# Rank Text Similarity
### Techniques: tf-idf + svd
### Technos: pyspark
### Applications: e.g., collaborative filtering

### Prerequisites
* Spark 2.4.4 is installed

### Setup environment variables

* workload: 1 hour to config (first time)

In [1]:
# setup SPARK environment variables
import os
import sys  
os.environ['SPARK_HOME'] = '/usr/local/Cellar/apache-spark/2.4.4/libexec'
os.environ['PYSPARK_PYTHON'] = '/Applications/anaconda3/envs/nlp_text_similarity/bin/python'  
os.environ['PYSPARK_DRIVER_PYTHON'] = '/Applications/anaconda3/envs/nlp_text_similarity/bin/python'  
os.environ['JAVA_HOME'] = '/Library/Java/JavaVirtualMachines/adoptopenjdk-8.jdk/Contents/Home'
os.environ['PYTHONPATH'] = os.environ['SPARK_HOME'] + '/python/lib/'
sys.path.insert(0, os.environ['SPARK_HOME'] + '/python/lib/py4j-0.10.7-src.zip')
sys.path.insert(0, os.environ['SPARK_HOME'] + '/python/lib/pyspark.zip')

In [2]:
# list dependencies
from pyspark.sql import SparkSession
from pyspark.ml import Pipeline
from pyspark.ml.feature import HashingTF, IDF, Tokenizer
import pandas as pd
from pyspark.ml.feature import HashingTF, IDF, Tokenizer

In [3]:
# dataset path
os.chdir('..')
project_path = os.getcwd()
dataset_path = 'data/02_preprocessed/train.csv'  

In [4]:
# create sparkSession
sparkSession = SparkSession.builder.appName("my_app").master("local[*]").getOrCreate() 

In [5]:
# print spark session config
sparkSession

In [53]:
# Load imdb dataset as pandas dataframe (<1 sec)
dataset_df = pd.read_csv(dataset_path)
print('Dataset size:', dataset_df.shape)
dataset_df.head()

Dataset size: (25000, 2)


Unnamed: 0,sentiment,review
0,0,Working with one of the best Shakespeare sourc...
1,0,"Well...tremors I, the original started off in ..."
2,0,Ouch!

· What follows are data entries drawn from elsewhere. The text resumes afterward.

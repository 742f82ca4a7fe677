use crate::error::DaylineError;
use crate::shared::auth::create_access_token;
use crate::shared::usecase::{execute, UseCase};
use actix_web::{web, HttpResponse};
use dayline_api_structs::refresh_token::*;
use dayline_domain::User;
use dayline_infra::DaylineContext;

pub async fn refresh_token_controller(
    body: web::Json<RequestBody>,
    ctx: web::Data<DaylineContext>,
) -> Result<HttpResponse, DaylineError> {
    let usecase = RefreshTokenUseCase {
        refresh_token: body.0.refresh_token,
    };

    let res = execute(usecase, &ctx).await.map_err(DaylineError::from)?;
    let access_token = create_access_token(&res.user.id, &ctx)?;

    Ok(HttpResponse::Ok().json(APIResponse { access_token }))
}

#[derive(Debug)]
pub struct RefreshTokenUseCase {
    pub refresh_token: String,
}

#[derive(Debug)]
pub struct UseCaseRes {
    pub user: User,
}

#[derive(Debug, PartialEq)]
pub enum UseCaseError {
    InvalidToken,
}

impl From<UseCaseError> for DaylineError {
    fn from(e: UseCaseError) -> Self {
        match e {
            UseCaseError::InvalidToken => {
                Self::Unauthorized("Invalid or expired refresh token provided.".into())
            }
        }
    }
}

#[async_trait::async_trait(?Send)]
impl UseCase for RefreshTokenUseCase {
    type Response = UseCaseRes;

    type Error = UseCaseError;

    const NAME: &'static str = "RefreshToken";

    async fn execute(&mut self, ctx: &DaylineContext) -> Result<Self::Response, Self::Error> {
        let token = match ctx
            .repos
            .refresh_tokens
            .find_by_token(&self.refresh_token)
            .await
        {
            Some(token) => token,
            None => return Err(UseCaseError::InvalidToken),
        };

        if token.is_expired(ctx.sys.get_timestamp_millis()) {
            // Expired tokens can be deleted right away
            ctx.repos.refresh_tokens.delete_by_token(&token.token).await;
            return Err(UseCaseError::InvalidToken);
        }

        match ctx.repos.users.find(&token.user_id).await {
            Some(user) => Ok(UseCaseRes { user }),
            None => Err(UseCaseError::InvalidToken),
        }
    }
}
mod complete_task;
mod get_schedule;
mod get_today_schedule;
mod save_schedule;

use actix_web::web;
use complete_task::complete_task_controller;
use get_schedule::get_schedule_controller;
use get_today_schedule::get_today_schedule_controller;
use save_schedule::save_schedule_controller;

pub fn configure_routes(cfg: &mut web::ServiceConfig) {
    cfg.route("/schedule", web::post().to(save_schedule_controller));
    // The today route has to be registered before the date route, otherwise
    // "today" would be parsed as a date
    cfg.route(
        "/schedule/today",
        web::get().to(get_today_schedule_controller),
    );
    cfg.route(
        "/schedule/tasks/{task_id}/complete",
        web::post().to(complete_task_controller),
    );
    cfg.route("/schedule/{date}", web::get().to(get_schedule_controller));
}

This one was a bit painful to sit throug...
3,0,"I've seen some crappy movies in my life, but t..."
4,0,"""Carriers"" follows the exploits of two guys an..."


In [7]:
# filter dataset (keep reviews)
reviews_dataset_df = dataset_df[['sentiment','review']]
reviews_dataset_df.head()

Unnamed: 0,sentiment,review
0,0,Working with one of the best Shakespeare sourc...
1,0,"Well...tremors I, the original started off in ..."
2,0,Ouch! This one was a bit painful to sit throug...
3,0,"I've seen some crappy movies in my life, but t..."
4,0,"""Carriers"" follows the exploits of two guys an..."


In [8]:
# create spark dataframe (2 sec)
dataset_spark = sparkSession.createDataFrame(data=reviews_dataset_df, schema=['sentiment','review'])
dataset_spark.show()


+---------+--------------------+
|sentiment|              review|
+---------+--------------------+
|        0|Working with one ...|
|        0|Well...tremors I,...|
|        0|Ouch! This one wa...|
|        0|I've seen some cr...|
|        0|"Carriers" follow...|
|        0|I had been lookin...|
|        0|Effect(s) without...|
|        0|This picture star...|
|        0|I chose to see th...|
|        0|This film has to ...|
|        0|I felt brain dead...|
|        0|A young scientist...|
|        0|Inept, boring, an...|
|        0|From the first ti...|
|        0|I find it hard to...|
|        0|I actually saw Ch...|
|        0|I went to school ...|
|        0|I haven't seen th...|
|        0|I haven't seen an...|
|        0|One would think t...|
+---------+--------------------+
only showing top 20 rows



In [9]:
# check dataset schema
dataset_spark.printSchema()

root
 |-- sentiment: long (nullable = true)
 |-- review: string (nullable = true)



## Feature engineering: TF-IDF

In [68]:
# tokenize
tokenizer = Tokenizer(inputCol="review", outputCol="words")
words_data = tokenizer.transform(dataset_spark)
print('Words data schema:')
words_data.printSchema()

# terms frequency
hashingTF = HashingTF(inputCol="words", outputCol="rawFeatures")
features = hashingTF.transform(words_data)
features.show(5)

# inverse document frequency
idf = IDF(inputCol="rawFeatures", outputCol="features")
idfModel = idf.fit(features)
tfidf_data = idfModel.transform(features)
print('tf-idf data schema:')
tfidf_data.printSchema()
tfidf_data.select("sentiment", "features").show(5)

Words data schema:
root
 |-- sentiment: long (nullable = true)
 |-- review: string (nullable = true)
 |-- words: array (nullable = true)
 |    |-- element: string (containsNull = true)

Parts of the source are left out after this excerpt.